Rising above, magnificent,
a tree is surely heaven sent.
Giving shelter, shade and beauty,
as though each function were its duty.
Squirrels on branches, falling leaves
caught up by the roofs and eaves.

With moss for hair and bark for sleeves,
and vast foundation that now heaves
the sidewalks up and breaks the earth
as roots grow in length and girth,
imagine it spread far below
what we see and what we know.

Under the driveway, house and street.
Under the car.
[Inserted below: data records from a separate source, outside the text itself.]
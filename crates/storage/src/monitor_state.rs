// SPDX-License-Identifier: BUSL-1.1
// Copyright (c) 2026 Alfred Jean LLC

//! Alert-watcher bookkeeping: per-task completion times, enable flag,
//! heartbeat, and the executed-jobs counter.

use crate::error::StoreError;
use crate::keys;
use crate::scheduler_state::{
    bool_str, read_counter, read_enabled, read_epoch_ms, read_heartbeat, write_heartbeat,
    HeartbeatStatus,
};
use crate::store::StateStore;
use std::sync::Arc;
use std::time::Duration;
use sweep_core::Clock;

pub struct MonitorStateRepo<S, C> {
    store: Arc<S>,
    clock: C,
}

impl<S: StateStore, C: Clock> MonitorStateRepo<S, C> {
    pub fn new(store: Arc<S>, clock: C) -> Self {
        Self { store, clock }
    }

    pub async fn completed_at(&self, task_id: &str) -> Result<Option<u64>, StoreError> {
        read_epoch_ms(self.store.as_ref(), &keys::watcher_task_completed_at(task_id)).await
    }

    /// Stamp a task's completion time. Written by the executing monitor
    /// node, not by the watcher loop.
    pub async fn set_completed_at(&self, task_id: &str) -> Result<(), StoreError> {
        self.store
            .set(
                &keys::watcher_task_completed_at(task_id),
                &self.clock.epoch_ms().to_string(),
            )
            .await
    }

    /// A task without a completion record is immediately eligible.
    pub async fn cooldown_complete(
        &self,
        task_id: &str,
        interval: Duration,
    ) -> Result<bool, StoreError> {
        match self.completed_at(task_id).await? {
            Some(completed) => {
                let elapsed = self.clock.epoch_ms().saturating_sub(completed);
                Ok(elapsed >= interval.as_millis() as u64)
            }
            None => Ok(true),
        }
    }

    /// Missing flag means enabled, same as the scheduler.
    pub async fn is_enabled(&self) -> Result<bool, StoreError> {
        read_enabled(self.store.as_ref(), keys::WATCHER_ENABLED).await
    }

    pub async fn set_enabled(&self, enabled: bool) -> Result<(), StoreError> {
        self.store.set(keys::WATCHER_ENABLED, bool_str(enabled)).await
    }

    pub async fn heartbeat(&self) -> Result<(), StoreError> {
        write_heartbeat(self.store.as_ref(), keys::WATCHER_STATUS, self.clock.epoch_ms()).await
    }

    pub async fn status(&self) -> Result<Option<HeartbeatStatus>, StoreError> {
        read_heartbeat(self.store.as_ref(), keys::WATCHER_STATUS).await
    }

    pub async fn increment_executed(&self) -> Result<i64, StoreError> {
        self.store.incr(keys::WATCHER_EXECUTED_TOTAL).await
    }

    pub async fn executed_total(&self) -> Result<i64, StoreError> {
        read_counter(self.store.as_ref(), keys::WATCHER_EXECUTED_TOTAL).await
    }
}

#[cfg(test)]
#[path = "monitor_state_tests.rs"]
mod tests;
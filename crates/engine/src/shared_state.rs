// SPDX-License-Identifier: BUSL-1.1
// Copyright (c) 2026 Alfred Jean LLC

//! Per-job shared state.
//!
//! Side-band channel between the strategies of one job: scraped records,
//! timing, anything too bulky or too transient for the accumulated DAG
//! output. Process-local; workers do not share it. The engine discards a
//! job's entry on every exit path.

use parking_lot::Mutex;
use serde_json::Value;
use std::collections::HashMap;
use std::sync::Arc;
use sweep_core::{JobId, Params};

/// All live per-job maps, keyed by job id.
#[derive(Clone, Default)]
pub struct SharedStateMap {
    inner: Arc<Mutex<HashMap<JobId, Params>>>,
}

impl SharedStateMap {
    pub fn new() -> Self {
        Self::default()
    }

    /// Handle scoped to one job. Creating a handle does not allocate an
    /// entry; the first insert does.
    pub fn handle(&self, job_id: JobId) -> JobSharedState {
        JobSharedState { job_id, inner: self.inner.clone() }
    }

    /// Drop a job's entry. Called by the engine on completion, failure,
    /// and kill alike.
    pub fn discard(&self, job_id: &JobId) {
        self.inner.lock().remove(job_id);
    }

    /// Number of jobs currently holding state.
    pub fn len(&self) -> usize {
        self.inner.lock().len()
    }

    pub fn is_empty(&self) -> bool {
        self.inner.lock().is_empty()
    }
}

/// One job's view of the shared state.
#[derive(Clone)]
pub struct JobSharedState {
    job_id: JobId,
    inner: Arc<Mutex<HashMap<JobId, Params>>>,
}

impl JobSharedState {
    pub fn job_id(&self) -> &JobId {
        &self.job_id
    }

    pub fn get(&self, key: &str) -> Option<Value> {
        self.inner.lock().get(&self.job_id)?.get(key).cloned()
    }

    pub fn insert(&self, key: impl Into<String>, value: Value) {
        self.inner.lock().entry(self.job_id).or_default().insert(key.into(), value);
    }

    /// Append to an array value, creating it if missing.
    pub fn push(&self, key: &str, value: Value) {
        let mut inner = self.inner.lock();
        let entry = inner.entry(self.job_id).or_default();
        match entry.get_mut(key) {
            Some(Value::Array(items)) => items.push(value),
            _ => {
                entry.insert(key.to_string(), Value::Array(vec![value]));
            }
        }
    }

    /// Remove and return a value.
    pub fn take(&self, key: &str) -> Option<Value> {
        self.inner.lock().get_mut(&self.job_id)?.remove(key)
    }
}

#[cfg(test)]
#[path = "shared_state_tests.rs"]
mod tests;
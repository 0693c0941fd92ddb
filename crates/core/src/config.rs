// SPDX-License-Identifier: BUSL-1.1
// Copyright (c) 2026 Alfred Jean LLC

//! Deployment configuration (`sweep.toml`).
//!
//! Platform list, monitor tasks, and the pacing constants. Store address
//! and paths come from the environment (see the daemon's `env` module);
//! everything that describes *what to scan* lives here.

use crate::platform::Platform;
use crate::workflow::WorkflowId;
use serde::Deserialize;
use std::collections::HashSet;
use std::path::Path;
use std::time::Duration;
use thiserror::Error;

#[derive(Debug, Error)]
pub enum ConfigError {
    #[error("failed to read config file: {0}")]
    Io(#[from] std::io::Error),
    #[error("failed to parse config: {0}")]
    Parse(#[from] toml::de::Error),
    #[error("invalid config: {0}")]
    Invalid(String),
}

/// Top-level deployment settings.
#[derive(Debug, Clone, Default, Deserialize)]
#[serde(deny_unknown_fields)]
pub struct Settings {
    #[serde(default)]
    pub scheduler: SchedulerSettings,
    #[serde(default)]
    pub watcher: WatcherSettings,
    #[serde(default)]
    pub worker: WorkerSettings,
    #[serde(default, rename = "platform")]
    pub platforms: Vec<PlatformConfig>,
    #[serde(default, rename = "monitor_task")]
    pub monitor_tasks: Vec<MonitorTaskDef>,
}

impl Settings {
    pub fn from_toml(content: &str) -> Result<Self, ConfigError> {
        let settings: Settings = toml::from_str(content)?;
        settings.validate()?;
        Ok(settings)
    }

    pub fn load(path: impl AsRef<Path>) -> Result<Self, ConfigError> {
        Self::from_toml(&std::fs::read_to_string(path)?)
    }

    fn validate(&self) -> Result<(), ConfigError> {
        if self.scheduler.on_sale_ratio == 0 {
            return Err(ConfigError::Invalid("scheduler.on_sale_ratio must be >= 1".into()));
        }

        let mut names: HashSet<&str> = HashSet::new();
        for platform in &self.platforms {
            if platform.name.as_str().is_empty() {
                return Err(ConfigError::Invalid("platform.name must not be empty".into()));
            }
            if !names.insert(platform.name.as_str()) {
                return Err(ConfigError::Invalid(format!(
                    "duplicate platform '{}'",
                    platform.name
                )));
            }
        }

        let mut task_ids: HashSet<&str> = HashSet::new();
        for task in &self.monitor_tasks {
            if !task_ids.insert(task.id.as_str()) {
                return Err(ConfigError::Invalid(format!("duplicate monitor task '{}'", task.id)));
            }
        }

        Ok(())
    }

    pub fn platform(&self, name: &str) -> Option<&PlatformConfig> {
        self.platforms.iter().find(|p| p.name == *name)
    }
}

/// Scheduler pacing constants and scan-size defaults.
#[derive(Debug, Clone, Deserialize)]
#[serde(deny_unknown_fields)]
pub struct SchedulerSettings {
    #[serde(default = "default_check_interval_ms")]
    pub check_interval_ms: u64,
    #[serde(default = "default_inter_platform_delay_ms")]
    pub inter_platform_delay_ms: u64,
    #[serde(default = "default_same_platform_cooldown_ms")]
    pub same_platform_cooldown_ms: u64,
    /// On-sale jobs per off-sale job in the rotation.
    #[serde(default = "default_on_sale_ratio")]
    pub on_sale_ratio: u32,
    /// Products refreshed per job run before a continuation is enqueued.
    #[serde(default = "default_limit")]
    pub limit: u32,
    #[serde(default = "default_batch_size")]
    pub batch_size: u32,
    #[serde(default = "default_concurrency")]
    pub concurrency: u32,
}

impl SchedulerSettings {
    pub fn check_interval(&self) -> Duration {
        Duration::from_millis(self.check_interval_ms)
    }

    pub fn inter_platform_delay(&self) -> Duration {
        Duration::from_millis(self.inter_platform_delay_ms)
    }

    pub fn same_platform_cooldown(&self) -> Duration {
        Duration::from_millis(self.same_platform_cooldown_ms)
    }
}

impl Default for SchedulerSettings {
    fn default() -> Self {
        Self {
            check_interval_ms: default_check_interval_ms(),
            inter_platform_delay_ms: default_inter_platform_delay_ms(),
            same_platform_cooldown_ms: default_same_platform_cooldown_ms(),
            on_sale_ratio: default_on_sale_ratio(),
            limit: default_limit(),
            batch_size: default_batch_size(),
            concurrency: default_concurrency(),
        }
    }
}

/// Alert-watcher loop constants.
#[derive(Debug, Clone, Deserialize)]
#[serde(deny_unknown_fields)]
pub struct WatcherSettings {
    #[serde(default = "default_check_interval_ms")]
    pub check_interval_ms: u64,
}

impl WatcherSettings {
    pub fn check_interval(&self) -> Duration {
        Duration::from_millis(self.check_interval_ms)
    }
}

impl Default for WatcherSettings {
    fn default() -> Self {
        Self { check_interval_ms: default_check_interval_ms() }
    }
}

/// Worker loop and lock constants.
#[derive(Debug, Clone, Deserialize)]
#[serde(deny_unknown_fields)]
pub struct WorkerSettings {
    #[serde(default = "default_poll_interval_ms")]
    pub poll_interval_ms: u64,
    /// Upper bound on how long a crashed worker can hold a platform.
    #[serde(default = "default_lock_ttl_secs")]
    pub lock_ttl_secs: u64,
    /// Kill flags auto-expire so a relaunched worker does not self-kill.
    #[serde(default = "default_kill_flag_ttl_secs")]
    pub kill_flag_ttl_secs: u64,
}

impl WorkerSettings {
    pub fn poll_interval(&self) -> Duration {
        Duration::from_millis(self.poll_interval_ms)
    }

    pub fn lock_ttl(&self) -> Duration {
        Duration::from_secs(self.lock_ttl_secs)
    }

    pub fn kill_flag_ttl(&self) -> Duration {
        Duration::from_secs(self.kill_flag_ttl_secs)
    }
}

impl Default for WorkerSettings {
    fn default() -> Self {
        Self {
            poll_interval_ms: default_poll_interval_ms(),
            lock_ttl_secs: default_lock_ttl_secs(),
            kill_flag_ttl_secs: default_kill_flag_ttl_secs(),
        }
    }
}

/// One scanned e-commerce site.
#[derive(Debug, Clone, Deserialize)]
#[serde(deny_unknown_fields)]
pub struct PlatformConfig {
    pub name: Platform,
    /// Product page URL pattern handed to the update workflow.
    pub link_url_pattern: String,
    /// Workflow override; defaults to `{name}-update-v2`.
    #[serde(default)]
    pub workflow: Option<WorkflowId>,
    #[serde(default)]
    pub limit: Option<u32>,
    #[serde(default)]
    pub batch_size: Option<u32>,
    #[serde(default)]
    pub concurrency: Option<u32>,
    #[serde(default)]
    pub rate_limit: Option<RateLimitSettings>,
}

impl PlatformConfig {
    pub fn workflow_id(&self) -> WorkflowId {
        self.workflow.clone().unwrap_or_else(|| WorkflowId::update_for(&self.name))
    }
}

/// Fixed-window outbound request budget for one platform.
#[derive(Debug, Clone, Copy, Deserialize)]
#[serde(deny_unknown_fields)]
pub struct RateLimitSettings {
    #[serde(default = "default_rate_window_secs")]
    pub window_secs: u64,
    #[serde(default = "default_rate_budget")]
    pub budget: u32,
}

impl Default for RateLimitSettings {
    fn default() -> Self {
        Self { window_secs: default_rate_window_secs(), budget: default_rate_budget() }
    }
}

/// One periodic content-surface check (banner, vote, pick).
#[derive(Debug, Clone, Deserialize)]
#[serde(deny_unknown_fields)]
pub struct MonitorTaskDef {
    pub id: String,
    /// Human-readable name used in alerts and status output.
    pub name: String,
    pub interval_ms: u64,
    pub workflow: WorkflowId,
}

impl MonitorTaskDef {
    pub fn interval(&self) -> Duration {
        Duration::from_millis(self.interval_ms)
    }
}

fn default_check_interval_ms() -> u64 {
    1_000
}

fn default_inter_platform_delay_ms() -> u64 {
    30_000
}

fn default_same_platform_cooldown_ms() -> u64 {
    60_000
}

fn default_on_sale_ratio() -> u32 {
    4
}

fn default_limit() -> u32 {
    500
}

fn default_batch_size() -> u32 {
    50
}

fn default_concurrency() -> u32 {
    5
}

fn default_poll_interval_ms() -> u64 {
    1_000
}

fn default_lock_ttl_secs() -> u64 {
    7_200
}

fn default_kill_flag_ttl_secs() -> u64 {
    60
}

fn default_rate_window_secs() -> u64 {
    60
}

fn default_rate_budget() -> u32 {
    60
}

#[cfg(test)]
#[path = "config_tests.rs"]
mod tests;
Under your feet.
As branches spread, so grows the root.
And through its branches, far underfoot,
tunnel earthworms, spiders, voles,
shrews and woodchucks, ants and moles.

For gourmands, sights of trees evoke
thoughts of truffles on roots of oak.
All things have lives both seen and hidden
as they do what nature has bidden.
Cicadas burrowing and feeding,
all this wildlife living, breeding.

Our lives are richer whenever we
are shaded by a massive tree
or see its branches iced with snow,
but we do not see what lies below.
White oaks, walnuts, hickories—
all have creatures such as these

living their lives underground
in the solace they have found
curled up in their slumbering coils
or ventilating root-twined soils.
So, as you come and as you go,
surveying all you’ve come to know—

leaf shadows and the curl of moss,
the branches’ harmonies and  toss
of snowflakes as wind stirs their snow,
please also think of what’s below,
far beneath the branches of
every tree we’ve grown to love.

The prompt today is Tree.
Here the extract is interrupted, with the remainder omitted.